The number of mast cells and their activation status was performed as described previously [11] in porcine ileal tissues that were embedded and frozen in optimal cutting temperature medium (OCT, Tissue Tek). Frozen tissues were cut in 5 µm-thick sections and mounted on glass slides. Frozen sections of ileum (10 µm thick) were prepared and then fixed for 1 h in Carnoy’s fixative (60% ethanol-30% chloroform-10% glacial acetic acid). Sections were then stained for 45 min at room temperature with 0.5% toluidine blue in 0.5 N HCl in PBS. Sections were then viewed at ×20 objective, and mast cells were evaluated as either stableor degranulated.
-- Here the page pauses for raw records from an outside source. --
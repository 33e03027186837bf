use axum::{
    body::Body,
    extract::Request,
    http::HeaderValue,
    middleware::Next,
    response::Response,
};
use uuid::Uuid;

/// HTTP header name for request ID
pub const REQUEST_ID_HEADER: &str = "x-request-id";

/// Longest caller-supplied request ID we propagate
const MAX_REQUEST_ID_LEN: usize = 128;

/// Extension type for storing request ID in request extensions
#[derive(Clone, Debug, PartialEq, Eq)]
pub struct RequestId(String);

impl RequestId {
    /// Creates a new random request ID
    pub fn generate() -> Self {
        Self(Uuid::new_v4().to_string())
    }

    /// Accepts an upstream ID if it is short, visible ASCII
    pub fn from_header(value: &HeaderValue) -> Option<Self> {
        let value = value.to_str().ok()?.trim();
        if value.is_empty()
            || value.len() > MAX_REQUEST_ID_LEN
            || !value.chars().all(|c| c.is_ascii_graphic())
        {
            return None;
        }
        Some(Self(value.to_string()))
    }

    pub fn as_str(&self) -> &str {
        &self.0
    }
}

impl std::fmt::Display for RequestId {
    fn fmt(&self, f: &mut std::fmt::Formatter<'_>) -> std::fmt::Result {
        f.write_str(&self.0)
    }
}

/// Middleware that reuses the gateway's `x-request-id` (or generates one), stores it in
/// the request extensions for handlers and tracing, and echoes it on the response.
pub async fn request_id_middleware(mut request: Request, next: Next) -> Response {
    let request_id = request
        .headers()
        .get(REQUEST_ID_HEADER)
        .and_then(RequestId::from_header)
        .unwrap_or_else(RequestId::generate);

    request.extensions_mut().insert(request_id.clone());

    let mut response = next.run(request).await;

    if let Ok(header_value) = HeaderValue::from_str(request_id.as_str()) {
        response
            .headers_mut()
            .insert(REQUEST_ID_HEADER, header_value);
    }

    response
}

/// Span factory for `TraceLayer` carrying the request ID
pub fn make_span_with_request_id(request: &Request<Body>) -> tracing::Span {
    let request_id = request
        .extensions()
        .get::<RequestId>()
        .map(RequestId::to_string)
        .unwrap_or_else(|| "unknown".to_string());

    tracing::info_span!(
        "http_request",
        method = %request.method(),
        uri = %request.uri(),
        request_id = %request_id,
    )
}

#[cfg(test)]
mod tests {
    use super::*;

    #[test]
    fn test_from_header_accepts_gateway_id() {
        let value = HeaderValue::from_static("gw-1234");
        assert_eq!(
            RequestId::from_header(&value).map(|id| id.to_string()),
            Some("gw-1234".to_string())
        );
    }

    #[test]
    fn test_from_header_rejects_blank_and_oversized() {
        assert!(RequestId::from_header(&HeaderValue::from_static("   ")).is_none());

        let long = "a".repeat(MAX_REQUEST_ID_LEN + 1);
        let value = HeaderValue::from_str(&long).unwrap();
        assert!(RequestId::from_header(&value).is_none());
    }

    #[test]
    fn test_generate_is_uuid() {
        let id = RequestId::generate();
        assert!(Uuid::parse_str(id.as_str()).is_ok());
    }
}
use serde::{Deserialize, Serialize};

// ============================================================================
// Spotify Web API Types
// ============================================================================

/// Response from the accounts token endpoint
#[derive(Debug, Clone, Deserialize, PartialEq)]
pub struct SpotifyTokenResponse {
    pub access_token: String,
    pub token_type: String,
    pub expires_in: i64,
}

/// Raw response from GET /v1/search?type=track
#[derive(Debug, Clone, Deserialize)]
pub struct SpotifySearchResponse {
    pub tracks: SpotifyTracks,
}

/// Paging object wrapping search items
#[derive(Debug, Clone, Deserialize)]
pub struct SpotifyTracks {
    pub limit: u32,
    pub offset: u32,
    pub total: u32,
    #[serde(default)]
    pub items: Vec<SpotifyTrackObject>,
}

/// Raw response from GET /v1/recommendations
#[derive(Debug, Clone, Deserialize)]
pub struct SpotifyRecommendationResponse {
    #[serde(default)]
    pub tracks: Vec<SpotifyTrackObject>,
}

#[derive(Debug, Clone, Deserialize)]
pub struct SpotifyTrackObject {
    pub id: String,
    pub name: String,
    #[serde(default)]
    pub explicit: bool,
    pub album: SpotifyAlbumObject,
    #[serde(default)]
    pub artists: Vec<SpotifyArtistObject>,
}

#[derive(Debug, Clone, Deserialize)]
pub struct SpotifyAlbumObject {
    pub name: String,
    pub album_type: String,
    pub total_tracks: u32,
    #[serde(default)]
    pub images: Vec<SpotifyImage>,
}

#[derive(Debug, Clone, Deserialize)]
pub struct SpotifyImage {
    pub url: String,
}

#[derive(Debug, Clone, Deserialize)]
pub struct SpotifyArtistObject {
    pub name: String,
}

// ============================================================================
// Internal catalog shapes
// ============================================================================

/// A track as returned by the catalog, flattened for clients
#[derive(Debug, Clone, Serialize, Deserialize, PartialEq)]
pub struct CatalogTrack {
    pub id: String,
    pub name: String,
    pub explicit: bool,
    pub album_name: String,
    pub album_type: String,
    pub album_total_tracks: u32,
    pub album_image_urls: Vec<String>,
    pub artist_names: Vec<String>,
}

impl From<SpotifyTrackObject> for CatalogTrack {
    fn from(track: SpotifyTrackObject) -> Self {
        CatalogTrack {
            id: track.id,
            name: track.name,
            explicit: track.explicit,
            album_name: track.album.name,
            album_type: track.album.album_type,
            album_total_tracks: track.album.total_tracks,
            album_image_urls: track.album.images.into_iter().map(|i| i.url).collect(),
            artist_names: track.artists.into_iter().map(|a| a.name).collect(),
        }
    }
}

/// One page of catalog search results
#[derive(Debug, Clone, PartialEq)]
pub struct SearchResult {
    pub limit: u32,
    pub offset: u32,
    pub total: u32,
    pub tracks: Vec<CatalogTrack>,
}

impl From<SpotifySearchResponse> for SearchResult {
    fn from(response: SpotifySearchResponse) -> Self {
        let page = response.tracks;
        SearchResult {
            limit: page.limit,
            offset: page.offset,
            total: page.total,
            tracks: page.items.into_iter().map(CatalogTrack::from).collect(),
        }
    }
}

/// Tracks recommended for a seed track
#[derive(Debug, Clone, PartialEq)]
pub struct RecommendationResult {
    pub tracks: Vec<CatalogTrack>,
}

impl From<SpotifyRecommendationResponse> for RecommendationResult {
    fn from(response: SpotifyRecommendationResponse) -> Self {
        RecommendationResult {
            tracks: response.tracks.into_iter().map(CatalogTrack::from).collect(),
        }
    }
}
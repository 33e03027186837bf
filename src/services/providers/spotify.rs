/// Spotify Web API catalog provider
///
/// API Flow:
/// 1. Credential: TokenCache (client-credentials grant, refreshed lazily)
/// 2. Search: /v1/search?type=track → paging object of track items
/// 3. Recommendations: /v1/recommendations?seed_tracks= → flat list of tracks
use reqwest::{header::AUTHORIZATION, Client as HttpClient};
use serde::de::DeserializeOwned;

use crate::{
    error::{AppError, AppResult},
    models::{
        RecommendationResult, SearchResult, SpotifyRecommendationResponse, SpotifySearchResponse,
    },
    services::providers::{CatalogProvider, TokenCache},
};

const SEARCH_TYPE: &str = "track";

pub struct SpotifyProvider {
    http_client: HttpClient,
    api_url: String,
    market: String,
    token_cache: TokenCache,
}

impl SpotifyProvider {
    pub fn new(
        http_client: HttpClient,
        token_cache: TokenCache,
        api_url: String,
        market: String,
    ) -> Self {
        Self {
            http_client,
            api_url: api_url.trim_end_matches('/').to_string(),
            market,
            token_cache,
        }
    }

    /// Issues an authenticated GET and decodes the JSON body
    async fn get_json<T: DeserializeOwned>(
        &self,
        path: &str,
        params: &[(&str, String)],
    ) -> AppResult<T> {
        let (token, token_type) = self.token_cache.credential().await?;

        let url = format!("{}{}", self.api_url, path);
        let response = self
            .http_client
            .get(&url)
            .header(AUTHORIZATION, format!("{} {}", token_type, token))
            .query(params)
            .send()
            .await
            .map_err(|e| {
                tracing::error!(error = %e, path = %path, "Spotify request failed");
                AppError::CatalogRequest(format!("Request to {} failed: {}", path, e))
            })?;

        if !response.status().is_success() {
            let status = response.status();
            let body = response.text().await.unwrap_or_default();
            tracing::error!(status = %status, path = %path, "Spotify API returned error status");
            return Err(AppError::CatalogRequest(format!(
                "Spotify API returned status {}: {}",
                status, body
            )));
        }

        let response_text = response.text().await.map_err(|e| {
            AppError::CatalogRequest(format!("Failed to read Spotify response: {}", e))
        })?;

        serde_json::from_str(&response_text).map_err(|e| {
            tracing::error!(
                error = %e,
                response = %response_text,
                "Failed to deserialize Spotify response"
            );
            AppError::CatalogRequest(format!("Failed to parse Spotify response: {}", e))
        })
    }
}

#[async_trait::async_trait]
impl CatalogProvider for SpotifyProvider {
    async fn search(&self, query: &str, limit: u32, offset: u32) -> AppResult<SearchResult> {
        let response: SpotifySearchResponse = self
            .get_json(
                "/v1/search",
                &[
                    ("q", query.to_string()),
                    ("type", SEARCH_TYPE.to_string()),
                    ("limit", limit.to_string()),
                    ("offset", offset.to_string()),
                ],
            )
            .await?;

        let result = SearchResult::from(response);

        tracing::info!(
            query = %query,
            results = result.tracks.len(),
            total = result.total,
            provider = self.name(),
            "Track search completed"
        );

        Ok(result)
    }

    async fn get_recommendations(
        &self,
        limit: u32,
        seed_track_id: &str,
    ) -> AppResult<RecommendationResult> {
        let response: SpotifyRecommendationResponse = self
            .get_json(
                "/v1/recommendations",
                &[
                    ("limit", limit.to_string()),
                    ("market", self.market.clone()),
                    ("seed_tracks", seed_track_id.to_string()),
                ],
            )
            .await?;

        let result = RecommendationResult::from(response);

        tracing::info!(
            seed_track_id = %seed_track_id,
            results = result.tracks.len(),
            provider = self.name(),
            "Recommendations fetched"
        );

        Ok(result)
    }

    fn name(&self) -> &'static str {
        "spotify"
    }
}

#[cfg(test)]
mod tests {
    use super::*;
    use crate::services::providers::{token::MockTokenSource, AccessCredential};
    use axum::{
        extract::Query,
        http::{HeaderMap, StatusCode},
        response::IntoResponse,
        routing::get,
        Router,
    };
    use chrono::{Duration, Utc};
    use std::collections::HashMap;
    use std::sync::{Arc, Mutex};

    const SEARCH_BODY: &str = r#"{
        "tracks": {
            "href": "https://api.spotify.com/v1/search?query=bohemian+rhapsody&type=track&offset=0&limit=10",
            "limit": 10,
            "next": null,
            "offset": 0,
            "previous": null,
            "total": 905,
            "items": [
                {
                    "album": {
                        "album_type": "album",
                        "total_tracks": 12,
                        "images": [{"url": "https://i.scdn.co/image/ab67616d0000b273e319baafd16e84f0408af2a0"}],
                        "name": "A Night At The Opera (2011 Remaster)"
                    },
                    "artists": [{"href": "https://api.spotify.com/v1/artists/1dfeR4HaWDbWqFHLkxsg1d", "name": "Queen"}],
                    "explicit": false,
                    "href": "https://api.spotify.com/v1/tracks/4u7EnebtmKWzUH433cf5Qv",
                    "id": "4u7EnebtmKWzUH433cf5Qv",
                    "name": "Bohemian Rhapsody - Remastered 2011"
                }
            ]
        }
    }"#;

    const RECOMMENDATION_BODY: &str = r#"{
        "tracks": [
            {
                "album": {"album_type": "album", "total_tracks": 22, "images": [], "name": "Bohemian Rhapsody (The Original Soundtrack)"},
                "artists": [{"name": "Queen"}],
                "explicit": false,
                "id": "3z8h0TU7ReDPLIbEnYhWZb",
                "name": "Bohemian Rhapsody"
            }
        ]
    }"#;

    #[derive(Default, Clone)]
    struct Captured {
        params: Arc<Mutex<HashMap<String, String>>>,
        authorization: Arc<Mutex<Option<String>>>,
    }

    /// Serves `body` with `status` on `path`, recording the query and auth header
    async fn spawn_stub(path: &str, status: StatusCode, body: &'static str) -> (String, Captured) {
        let captured = Captured::default();
        let recorder = captured.clone();

        let app = Router::new().route(
            path,
            get(
                move |Query(params): Query<HashMap<String, String>>, headers: HeaderMap| {
                    let recorder = recorder.clone();
                    async move {
                        *recorder.params.lock().unwrap() = params;
                        *recorder.authorization.lock().unwrap() = headers
                            .get("authorization")
                            .and_then(|h| h.to_str().ok())
                            .map(str::to_string);
                        (status, body).into_response()
                    }
                },
            ),
        );

        let listener = tokio::net::TcpListener::bind("127.0.0.1:0").await.unwrap();
        let addr = listener.local_addr().unwrap();
        tokio::spawn(async move { axum::serve(listener, app).await.unwrap() });

        (format!("http://{}", addr), captured)
    }

    fn create_test_provider(api_url: String) -> SpotifyProvider {
        let mut source = MockTokenSource::new();
        source.expect_request_token().times(0);

        let token_cache = TokenCache::with_credential(
            source,
            AccessCredential {
                token: "accessToken".to_string(),
                token_type: "Bearer".to_string(),
                expires_at: Utc::now() + Duration::hours(1),
            },
        );

        SpotifyProvider::new(HttpClient::new(), token_cache, api_url, "ID".to_string())
    }

    #[tokio::test]
    async fn test_search_success() {
        let (url, captured) = spawn_stub("/v1/search", StatusCode::OK, SEARCH_BODY).await;
        let provider = create_test_provider(url);

        let result = provider.search("bohemian rhapsody", 10, 0).await.unwrap();

        assert_eq!(result.limit, 10);
        assert_eq!(result.offset, 0);
        assert_eq!(result.total, 905);
        assert_eq!(result.tracks.len(), 1);
        assert_eq!(result.tracks[0].id, "4u7EnebtmKWzUH433cf5Qv");
        assert_eq!(result.tracks[0].album_name, "A Night At The Opera (2011 Remaster)");

        let params = captured.params.lock().unwrap().clone();
        assert_eq!(params["q"], "bohemian rhapsody");
        assert_eq!(params["type"], "track");
        assert_eq!(params["limit"], "10");
        assert_eq!(params["offset"], "0");
        assert_eq!(
            captured.authorization.lock().unwrap().as_deref(),
            Some("Bearer accessToken")
        );
    }

    #[tokio::test]
    async fn test_search_non_success_status() {
        let (url, _) = spawn_stub(
            "/v1/search",
            StatusCode::INTERNAL_SERVER_ERROR,
            "Internal Server Error",
        )
        .await;
        let provider = create_test_provider(url);

        let result = provider.search("bohemian rhapsody", 10, 0).await;
        assert!(matches!(result, Err(AppError::CatalogRequest(_))));
    }

    #[tokio::test]
    async fn test_search_malformed_body() {
        let (url, _) = spawn_stub("/v1/search", StatusCode::OK, r#"{"tracks": 42}"#).await;
        let provider = create_test_provider(url);

        let result = provider.search("bohemian rhapsody", 10, 0).await;
        assert!(matches!(result, Err(AppError::CatalogRequest(_))));
    }

    #[tokio::test]
    async fn test_recommendations_success() {
        let (url, captured) =
            spawn_stub("/v1/recommendations", StatusCode::OK, RECOMMENDATION_BODY).await;
        let provider = create_test_provider(url);

        let result = provider.get_recommendations(10, "trackID").await.unwrap();

        assert_eq!(result.tracks.len(), 1);
        assert_eq!(result.tracks[0].id, "3z8h0TU7ReDPLIbEnYhWZb");
        assert_eq!(result.tracks[0].album_total_tracks, 22);

        let params = captured.params.lock().unwrap().clone();
        assert_eq!(params["limit"], "10");
        assert_eq!(params["market"], "ID");
        assert_eq!(params["seed_tracks"], "trackID");
    }

    #[tokio::test]
    async fn test_recommendations_non_success_status() {
        let (url, _) = spawn_stub(
            "/v1/recommendations",
            StatusCode::INTERNAL_SERVER_ERROR,
            "Internal Server Error",
        )
        .await;
        let provider = create_test_provider(url);

        let result = provider.get_recommendations(10, "trackID").await;
        assert!(matches!(result, Err(AppError::CatalogRequest(_))));
    }

    #[tokio::test]
    async fn test_transport_failure() {
        // Bind then drop to get a port with nothing listening
        let listener = tokio::net::TcpListener::bind("127.0.0.1:0").await.unwrap();
        let addr = listener.local_addr().unwrap();
        drop(listener);

        let provider = create_test_provider(format!("http://{}", addr));
        let result = provider.search("bohemian rhapsody", 10, 0).await;
        assert!(matches!(result, Err(AppError::CatalogRequest(_))));
    }

    #[tokio::test]
    async fn test_token_failure_is_provider_auth() {
        let mut source = MockTokenSource::new();
        source
            .expect_request_token()
            .times(1)
            .returning(|| Err(AppError::ProviderAuth("invalid_client".to_string())));

        let provider = SpotifyProvider::new(
            HttpClient::new(),
            TokenCache::new(source),
            "http://127.0.0.1:9".to_string(),
            "ID".to_string(),
        );

        let result = provider.get_recommendations(10, "trackID").await;
        assert!(matches!(result, Err(AppError::ProviderAuth(_))));
    }
}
The critieria for stable mast cells included mast cells in which none to <10% of the mast cell granules were shown to be actively released around the cell whereas degranulated mast cells were assessed as mast cells which have released >50% of intracellular granules. Counts were conducted on five different fields per slide and 2 slides per treatment group. Data is presented as percentage of mast cells displaying each of the activity categories described above. All cell counts were performed a blinded reviewer who was blinded to experimental treatments.

Ileal Cytokine Analysis

Ileal mucosa was homogenized in PBS containing protease inhibitors and the supernatant was collected and analyzed for protein content us a BCA assay[20]. Samples were then diluted 1;10 in PBS and assayed for TNFα, IL-8, and IL6 using a commercial porcine ELISA assays (R&D Systems, Minneapolis, MN). Concentrations of each cytokine were expressed on a per mg protein basis.

Statistical Analyses

Data were reported as means±SE based on the experimental number (n). Time course data (fecal scores) were analyzed using a 2-way ANOVA on repeated measures with time and experimental group as the main factors. The remaining data were analyzed by using a standard one-way ANOVA (Sigmastat, Jandel Scientific, San Rafael, CA). A post hoc Tukey’s test was used to determine differences between treatments following ANOVA. Statistical significance was set at a level of p<0.05.

Results

Clinical Disease: Fecal Scores and Growth Rate

Prior to ETEC challenge, there was no indication of diarrhea among any of the pigs in this study (Figure 1). Compared with controls, the ETEC challenge caused diarrhea (measured as increased fecal scores) in all weaning age groups (P<0.001); however, differences in the severity and time-of-onset were observed between weaning age groups. Diarrhea was first observed in the early weaning stress pig groups (16 d and 18 d weaning age groups) at 1-d post-ETEC challenge whereas pigs in the 20 d wean age group began to exhibit clinical diarrhea at 3 d post-challenge. Overall, diarrhea was more severe in pigs in the 16 d and 18 d weaning age groups indicated by higher (P<0.05) fecal scores compared with pigs in the 20 d weaning age group. ETEC challenge reduced growth rates in pigs weaned at 16 d (P = 0.06) and 18 d (P<0.05) over the 4-d challenge period; however, growth rate was not significantly affected in pigs weaned at 20 d of age (Figure 2).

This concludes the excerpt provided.